During his time working at the Visitor Control Center, he managed to become an essential member of the team. Chief Weapons Master Carlos Hernandes, Chief Petty Officer of the Visitor Control Center, praised Cordoviz for his work ethic.

“He had an immediate positive impact in the workplace,” Hernandez said. “During the short time on board he received several positive Interactive Customer Rating (ICE) feedback for customer service. He focused on what he wanted and in no time left on his clock became a US citizen, resumed his Armed Services Vocational Aptitude Battery (ASVAB) and achieved his desired rate. With the critical odds against him, he was able to achieve his goals through hard work and excellent efforts. serves as a role model and inspiration, teaching us that hard work pays off. During his time aboard the Visitor Control Center, he issued over 144,000 passes, edited over 20,000 profiles of the defense biometric identification system (DBIDS) and easily trained its replacement ten times over. It’s a small package with a huge presence. I can’t wait to see where its future takes it.

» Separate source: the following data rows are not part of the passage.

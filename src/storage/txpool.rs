//! Bounded pool of unconfirmed transactions.
//!
//! Every admitted transaction is tracked twice:
//! - `all` remembers it for deduplication and is capped at `max_length`,
//!   evicting the oldest entry first
//! - `pending` holds what goes into the next block and is emptied once
//!   that block is produced
//!
//! A transaction that is still in `all` is never admitted again, even after
//! it left `pending`.

use crate::core::transaction::Transaction;
use crate::types::hash::Hash;
use crate::utils::unix_nanos;
use std::collections::{BTreeMap, HashMap};
use std::sync::atomic::{AtomicU64, Ordering};
use std::sync::{PoisonError, RwLock, RwLockReadGuard, RwLockWriteGuard};

/// Default cap on the number of remembered transactions.
pub const DEFAULT_MAX_POOL_LENGTH: usize = 1000;

/// Orders entries by `(first_seen, admission sequence)`.
type OrderKey = (i64, u64);

/// Hash-keyed transactions kept in admission order.
#[derive(Default)]
struct TxSortedMap {
    lookup: HashMap<Hash, (OrderKey, Transaction)>,
    order: BTreeMap<OrderKey, Hash>,
}

impl TxSortedMap {
    fn contains(&self, hash: &Hash) -> bool {
        self.lookup.contains_key(hash)
    }

    /// Inserts or repositions `tx` under `key`.
    fn insert(&mut self, key: OrderKey, tx: Transaction) {
        let hash = tx.hash();
        if let Some((old_key, _)) = self.lookup.insert(hash, (key, tx)) {
            self.order.remove(&old_key);
        }
        self.order.insert(key, hash);
    }

    fn remove(&mut self, hash: &Hash) -> Option<Transaction> {
        let (key, tx) = self.lookup.remove(hash)?;
        self.order.remove(&key);
        Some(tx)
    }

    fn pop_oldest(&mut self) -> Option<Transaction> {
        let (_, hash) = self.order.pop_first()?;
        self.lookup.remove(&hash).map(|(_, tx)| tx)
    }

    fn ordered(&self) -> Vec<Transaction> {
        self.order
            .values()
            .filter_map(|hash| self.lookup.get(hash).map(|(_, tx)| tx.clone()))
            .collect()
    }

    fn len(&self) -> usize {
        self.lookup.len()
    }

    fn clear(&mut self) {
        self.lookup.clear();
        self.order.clear();
    }
}

/// Thread-safe mempool.
///
/// Each collection has its own lock. `add` takes both, `all` first, so an
/// admission is visible in both collections at once.
pub struct TxPool {
    all: RwLock<TxSortedMap>,
    pending: RwLock<TxSortedMap>,
    max_length: usize,
    sequence: AtomicU64,
}

fn read(lock: &RwLock<TxSortedMap>) -> RwLockReadGuard<'_, TxSortedMap> {
    lock.read().unwrap_or_else(PoisonError::into_inner)
}

fn write(lock: &RwLock<TxSortedMap>) -> RwLockWriteGuard<'_, TxSortedMap> {
    lock.write().unwrap_or_else(PoisonError::into_inner)
}

impl TxPool {
    /// Creates a pool remembering at most `max_length` transactions.
    pub fn new(max_length: usize) -> Self {
        Self {
            all: RwLock::new(TxSortedMap::default()),
            pending: RwLock::new(TxSortedMap::default()),
            max_length: max_length.max(1),
            sequence: AtomicU64::new(0),
        }
    }

    /// Admits `tx` into both collections unless it is already known.
    ///
    /// Returns `true` if the transaction was new. When `all` is full the
    /// oldest remembered entry is evicted first; `pending` is left as is.
    /// An evicted transaction that comes back while still pending is
    /// remembered again but keeps its single pending slot.
    /// A zero `first_seen` is stamped with the current time.
    pub fn add(&self, mut tx: Transaction) -> bool {
        let hash = tx.hash();
        let mut all = write(&self.all);
        if all.contains(&hash) {
            return false;
        }

        while all.len() >= self.max_length {
            if all.pop_oldest().is_none() {
                break;
            }
        }

        if tx.first_seen == 0 {
            tx.first_seen = unix_nanos();
        }
        let key = (tx.first_seen, self.sequence.fetch_add(1, Ordering::Relaxed));

        let mut pending = write(&self.pending);
        if !pending.contains(&hash) {
            pending.insert(key, tx.clone());
        }
        all.insert(key, tx);
        true
    }

    /// Whether `hash` is remembered in `all`.
    pub fn contains(&self, hash: &Hash) -> bool {
        read(&self.all).contains(hash)
    }

    /// Snapshot of `pending`, oldest first.
    pub fn pending(&self) -> Vec<Transaction> {
        read(&self.pending).ordered()
    }

    pub fn pending_count(&self) -> usize {
        read(&self.pending).len()
    }

    pub fn all_count(&self) -> usize {
        read(&self.all).len()
    }

    /// Empties `pending`; `all` keeps its entries.
    pub fn clear_pending(&self) {
        write(&self.pending).clear();
    }

    /// Drops the given hashes from `pending`, e.g. after a peer's block
    /// already included them.
    pub fn remove_pending<'a>(&self, hashes: impl IntoIterator<Item = &'a Hash>) {
        let mut pending = write(&self.pending);
        for hash in hashes {
            pending.remove(hash);
        }
    }
}

impl Default for TxPool {
    fn default() -> Self {
        Self::new(DEFAULT_MAX_POOL_LENGTH)
    }
}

Over time at VCC, he has become a reliable team member and a leader among his peers.

“Cordoviz was like a mentor to me when I first came to VCC and I feel like I can say that on behalf of everyone who works with him here,” said Information Systems Technician 3rd Class Ashley Schwieterman. “He has played a huge role in training all new limited duty sailors on base security, making sure everyone is knowledgeable on facility guest access forms, forms house guest and 3-day vehicle passes. The VCC works well today thanks to the participation and dedication of Cordoviz. He is definitely going to go far in his career in the Navy and we are all looking forward to seeing what he accomplishes as an MC.

His time at the Control Center gave him time to go through the citizenship process and supported him in his quest to become an MC.

“I was really grateful for the flexibility in my leadership and support for my efforts,” Cordoviz said. “They even allowed me to get hands-on training with CFAY’s MCs.”

Once naturalized, he approached his career adviser, who then contacted MC1 Kaleb Sarten, production manager in CFAY’s public affairs office.

“The career counselor contacted me and let me know there was a Marine interested in hitting MC,” Sarten said. “I told him to send it, and I would help him out and answer any questions he had. We found he needed a portfolio, so I gave him some homework to help him achieve his goals. The rest was him.

Sarten along with the rest of the AP office, took Cordoviz under his wing and hosted the formation. He soon began producing material that helped him build his portfolio.

“I was able to go out and document events, participate in video projects, and use what I learned with graphics,” Cordoviz said. “What really caught the eye was the graphic I made for Pride Month. A lot of people complimented me on it.”

As he continued to balance his work at the VCC and the CFAY public affairs office, he reached out to MC1 Jeanette Mullinax.

“We originally met in Japan at the PACT Rodeo when I came to Japan,” Mullinax said. “He later asked for help in the process and sent me his portfolio. After reviewing it, I was blown away and immediately forwarded it through the proper channels. After reviewing it , they determined that he was someone we really needed in the MC community.”

Mullinax routed it, which ultimately led to Cordoviz being recommended to the MC community. After a long process and many setbacks, Cordoviz was finally able to secure his goal. Her journey is an inspiration to many who have the same hopes and dreams of finding a community that matches the same passions.

“Becoming an MC is what excites me and I love doing it,” Cordoviz said. “As an MC you can tell other people’s stories, there is no other job like this.”